- What the exercise asks
Scan the records below, and wherever a line has the word "that", pull it out.

(Input data begins)

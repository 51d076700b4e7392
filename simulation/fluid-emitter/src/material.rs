//! Emitter materials
//!
//! A material decides how large and heavy emitted particles are and whether
//! they behave as a fluid or as loose granular matter. Both variants derive
//! their particle size from a `resolution` (particles per unit length,
//! area or volume depending on the solver mode) and their mass from a rest
//! density.

use glam::Vec4;
#[cfg(feature = "serde")]
use serde::{Deserialize, Serialize};

use crate::error::{EmitterError, Result};
use crate::solver::SolverMode;

/// Particle size used when no material is assigned
pub const DEFAULT_PARTICLE_SIZE: f32 = 0.1;

/// Particle mass used when no material is assigned
pub const DEFAULT_PARTICLE_MASS: f32 = 0.1;

/// Smoothing radius stamped on particles that are not fluid
pub const DEFAULT_SMOOTHING_RADIUS: f32 = 0.1;

/// Lower bound for a particle's collision radius
pub const MIN_PARTICLE_RADIUS: f32 = 0.001;

/// Properties of a fluid material
#[derive(Debug, Clone, PartialEq)]
#[cfg_attr(feature = "serde", derive(Serialize, Deserialize))]
#[cfg_attr(feature = "serde", serde(default))]
pub struct FluidMaterial {
    /// Particles per unit length/area/volume
    pub resolution: f32,
    /// Mass per unit volume at rest
    pub rest_density: f32,
    /// Smoothing radius as a multiple of particle size
    pub smoothing: f32,
    pub viscosity: f32,
    pub surface_tension: f32,
    /// Positive values float, negative values sink
    pub buoyancy: f32,
    pub atmospheric_drag: f32,
    pub atmospheric_pressure: f32,
    /// Rate at which user data diffuses between neighbors
    pub diffusion: f32,
    /// Initial user data of emitted particles
    pub diffusion_data: Vec4,
}

impl Default for FluidMaterial {
    fn default() -> Self {
        Self {
            resolution: 1.0,
            rest_density: 1000.0,
            smoothing: 1.5,
            viscosity: 0.05,
            surface_tension: 0.1,
            buoyancy: -1.0,
            atmospheric_drag: 0.0,
            atmospheric_pressure: 0.0,
            diffusion: 0.0,
            diffusion_data: Vec4::ZERO,
        }
    }
}

/// Properties of a granular material
#[derive(Debug, Clone, PartialEq)]
#[cfg_attr(feature = "serde", derive(Serialize, Deserialize))]
#[cfg_attr(feature = "serde", serde(default))]
pub struct GranularMaterial {
    /// Particles per unit length/area/volume
    pub resolution: f32,
    /// Mass per unit volume at rest
    pub rest_density: f32,
    /// Radius jitter as a percentage of particle size (0-100)
    pub randomness: f32,
}

impl Default for GranularMaterial {
    fn default() -> Self {
        Self {
            resolution: 1.0,
            rest_density: 1000.0,
            randomness: 0.0,
        }
    }
}

/// Material assigned to an emitter
#[derive(Debug, Clone, PartialEq)]
#[cfg_attr(feature = "serde", derive(Serialize, Deserialize))]
#[cfg_attr(feature = "serde", serde(tag = "type", rename_all = "snake_case"))]
pub enum EmitterMaterial {
    Fluid(FluidMaterial),
    Granular(GranularMaterial),
}

/// Fluid coefficients written per particle
#[derive(Debug, Clone, Copy, PartialEq)]
pub struct FluidCoefficients {
    pub rest_density: f32,
    pub viscosity: f32,
    pub surface_tension: f32,
    pub buoyancy: f32,
    pub atmospheric_drag: f32,
    pub atmospheric_pressure: f32,
    pub diffusion: f32,
    pub user_data: Vec4,
}

impl FluidCoefficients {
    /// Coefficients for particles that take no part in the fluid solve
    pub const DISABLED: Self = Self {
        rest_density: 0.0,
        viscosity: 0.0,
        surface_tension: 0.0,
        buoyancy: -1.0,
        atmospheric_drag: 0.0,
        atmospheric_pressure: 0.0,
        diffusion: 0.0,
        user_data: Vec4::ZERO,
    };
}

impl EmitterMaterial {
    /// Whether particles of this material are simulated as a fluid
    pub fn is_fluid(&self) -> bool {
        matches!(self, Self::Fluid(_))
    }

    /// Fluid properties, if this is a fluid material
    pub fn as_fluid(&self) -> Option<&FluidMaterial> {
        match self {
            Self::Fluid(fluid) => Some(fluid),
            Self::Granular(_) => None,
        }
    }

    pub fn resolution(&self) -> f32 {
        match self {
            Self::Fluid(fluid) => fluid.resolution,
            Self::Granular(granular) => granular.resolution,
        }
    }

    pub fn rest_density(&self) -> f32 {
        match self {
            Self::Fluid(fluid) => fluid.rest_density,
            Self::Granular(granular) => granular.rest_density,
        }
    }

    /// Radius jitter percentage; always zero for fluids
    pub fn randomness(&self) -> f32 {
        match self {
            Self::Fluid(_) => 0.0,
            Self::Granular(granular) => granular.randomness,
        }
    }

    /// Distance between neighboring particles at rest
    pub fn particle_size(&self, mode: SolverMode) -> f32 {
        let exponent = 1.0 / mode.dimensions() as f32;
        1.0 / (10.0 * self.resolution().powf(exponent))
    }

    /// Mass of a single particle
    pub fn particle_mass(&self, mode: SolverMode) -> f32 {
        self.rest_density() * self.particle_size(mode).powi(mode.dimensions())
    }

    /// Kernel radius used by the density solve
    pub fn smoothing_radius(&self, mode: SolverMode) -> f32 {
        match self {
            Self::Fluid(fluid) => self.particle_size(mode) * fluid.smoothing,
            Self::Granular(_) => DEFAULT_SMOOTHING_RADIUS,
        }
    }

    /// Coefficients to stamp on particles of this material
    pub fn fluid_coefficients(&self) -> FluidCoefficients {
        match self {
            Self::Fluid(fluid) => FluidCoefficients {
                rest_density: fluid.rest_density,
                viscosity: fluid.viscosity,
                surface_tension: fluid.surface_tension,
                buoyancy: fluid.buoyancy,
                atmospheric_drag: fluid.atmospheric_drag,
                atmospheric_pressure: fluid.atmospheric_pressure,
                diffusion: fluid.diffusion,
                user_data: fluid.diffusion_data,
            },
            Self::Granular(_) => FluidCoefficients::DISABLED,
        }
    }

    /// Check that the material can produce finite particles
    pub fn validate(&self) -> Result<()> {
        if !(self.resolution() > 0.0) {
            return Err(EmitterError::InvalidParameter(format!(
                "resolution must be positive, got {}",
                self.resolution()
            )));
        }
        if !(self.rest_density() > 0.0) {
            return Err(EmitterError::InvalidParameter(format!(
                "rest density must be positive, got {}",
                self.rest_density()
            )));
        }
        match self {
            Self::Fluid(fluid) if !(fluid.smoothing > 0.0) => {
                Err(EmitterError::InvalidParameter(format!(
                    "smoothing must be positive, got {}",
                    fluid.smoothing
                )))
            }
            Self::Granular(granular) if !(0.0..=100.0).contains(&granular.randomness) => {
                Err(EmitterError::InvalidParameter(format!(
                    "randomness must be within 0-100, got {}",
                    granular.randomness
                )))
            }
            _ => Ok(()),
        }
    }
}

impl From<FluidMaterial> for EmitterMaterial {
    fn from(value: FluidMaterial) -> Self {
        Self::Fluid(value)
    }
}

impl From<GranularMaterial> for EmitterMaterial {
    fn from(value: GranularMaterial) -> Self {
        Self::Granular(value)
    }
}

/// Particle size for an optional material
pub fn particle_size(material: Option<&EmitterMaterial>, mode: SolverMode) -> f32 {
    material.map_or(DEFAULT_PARTICLE_SIZE, |m| m.particle_size(mode))
}

/// Particle mass for an optional material
pub fn particle_mass(material: Option<&EmitterMaterial>, mode: SolverMode) -> f32 {
    material.map_or(DEFAULT_PARTICLE_MASS, |m| m.particle_mass(mode))
}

(Input data ends)

- Worked solution
/// Smoothing radius stamped on particles that are not fluid
    /// Coefficients for particles that take no part in the fluid solve
    /// Check that the material can produce finite particles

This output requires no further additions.